Characterization of the acidic oligosaccharides assembled on the Pichia pastoris-expressed recombinant kringle 2 domain of human tissue-type plasminogen activator.

The N-linked glycans assembled in Pichia pastoris on the recombinant kringle 2 domain of human tissue-type plasminogen activator (r-[K2tPA]) are composed of approx. 80% neutral and 20% charged species. After peptide:N4-(N-acetyl-beta-glucosaminyl)asparaginyl amidase-catalysed liberation of the oligosaccharides from the purified glycopeptide, the glycan mixture was resolved by HPLC on amino-silica-based resin. Oligosaccharide mapping of the resulting mixture by HPLC, gel filtration and time-of-flight matrix-assisted laser-desorption-ionization-with-delayed-extraction mass spectrometry (TOF-MALDI DE-MS) revealed that > 90% of the charged species consisted of a series of oligosaccharides possessing molecular masses that were consistent with a range of saccharides comprising phospho-Man10GlcNAc2-phospho-Man14GlcNAc2, with phospho-Man11GlcNAc2 representing the major species. The remaining material in the charged fraction contained identifiable phosphorylated glycans that were one or two mannose units shorter, and one to four mannose units longer, than those present in the above range of oligosaccharides. Treatment of the native charged glycan pool with alkaline phosphatase did not result in molecular-size alterations, showing that phosphomonoesters are not present. Mild acid hydrolysis of the glycans led to a decrease in the size of all charged glycans by one mannose residue, providing phospho-Man9GlcNAc2-phospho-Man13GlcNAc2. Following this procedure, treatment with alkaline phosphatase resulted in size decreases that were equivalent to the loss of one phosphate group from each glycan. This demonstrates that all charged glycans isolated contained phosphate in phosphodiester bonds to two mannose units. The present study shows that P. pastoris cells possess the capability of assembling phosphorylated glycans having the phosphate moiety present in phosphodiester linkages with two mannose units. These saccharides, like the neutral oligosaccharides, contain considerably smaller amounts of mannose than glycans present in other strains of yeast.

Glycosylation properties of the Pichia pastoris-expressed recombinant kringle 2 domain of tissue-type plasminogen activator.

The oligosaccharide structures present on Asn5 of the Pichia pastoris-expressed recombinant kringle 2 domain of tissue-type plasminogen activator [(r)-[K2tPA]] have been determined by a combination of techniques, including HPLC, FPLC, gel filtration, endoglycosidase digestions and mass spectrometry.

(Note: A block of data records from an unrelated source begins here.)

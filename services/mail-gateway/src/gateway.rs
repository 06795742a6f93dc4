//! Inbound auth gateway
//!
//! Sits in front of every email route. Pulls the caller identity from the
//! `x-user-id` header (the sidecar in front of this service authenticates
//! the end user and forwards their id), resolves a mailbox token through the
//! token manager, and binds it to a `RequestContext` in request extensions.
//! Handlers and the mail client never see raw credentials — only the
//! context. Requests without an identity are rejected before any core code
//! runs.

use std::time::Instant;

use axum::extract::{Request, State};
use axum::middleware::Next;
use axum::response::{IntoResponse, Response};
use graph_mail::RequestContext;
use tracing::{Instrument, info_span, warn};

use crate::error::ApiError;
use crate::metrics;
use crate::routes::AppState;

pub async fn require_user(
    State(state): State<AppState>,
    mut request: Request,
    next: Next,
) -> Response {
    let started = Instant::now();
    let request_id = format!("req_{}", uuid::Uuid::new_v4().as_simple());
    let method = request.method().as_str().to_owned();
    let path = request.uri().path().to_owned();

    let user_id = request
        .headers()
        .get("x-user-id")
        .and_then(|v| v.to_str().ok())
        .map(str::trim)
        .filter(|s| !s.is_empty())
        .map(str::to_owned);

    let Some(user_id) = user_id else {
        metrics::record_auth_failure("missing_header");
        let response = ApiError::missing_user_header().into_response();
        metrics::record_request(
            response.status().as_u16(),
            &method,
            started.elapsed().as_secs_f64(),
        );
        return response;
    };

    let token = match state.tokens.get_token(&user_id).await {
        Ok(token) => token,
        Err(e) => {
            warn!(request_id, user_id, error = %e, "token resolution failed");
            metrics::record_auth_failure("token_resolution");
            let response = ApiError::from(e).into_response();
            metrics::record_request(
                response.status().as_u16(),
                &method,
                started.elapsed().as_secs_f64(),
            );
            return response;
        }
    };

    request
        .extensions_mut()
        .insert(RequestContext::bind(token.user_id, token.access_token));

    let span = info_span!("request", request_id = %request_id, method = %method, path = %path);
    let response = next.run(request).instrument(span).await;
    metrics::record_request(
        response.status().as_u16(),
        &method,
        started.elapsed().as_secs_f64(),
    );
    response
}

The major oligosaccharides identified after their liberation by either hydrazinolysis or by the enzyme peptide:N4-(N-acetyl-beta-glucosaminyl)asparaginyl amidase, were in the oligomer range of (mannose)8(N-acetylglucosamine)2 (Man8GN2) to Man18GN2. The preponderance of these glycans spanned Man9GN2 to Man12GN2, and the major overall product was Man10GN2. An additional (less than 5%) amount of the polypeptide was hyperglycosylated. In contrast with glycoproteins produced in Saccharomyces cerevisiae, our results with specific mannosidase digestions were consistent with previous studies showing that (alpha 1,3)-linked mannose residues were not present in extensions of the core Man8GN2 unit. The results show that the N-linked glycosylation pathways in P. pastoris are substantially different from those found in S. cerevisiae, with shorter Man(alpha 1,6) extensions to the core Man8GN2 and the apparent lack of significant Man(alpha 1,3) additions representing the major processing modality of N-linked glycans in P. pastoris.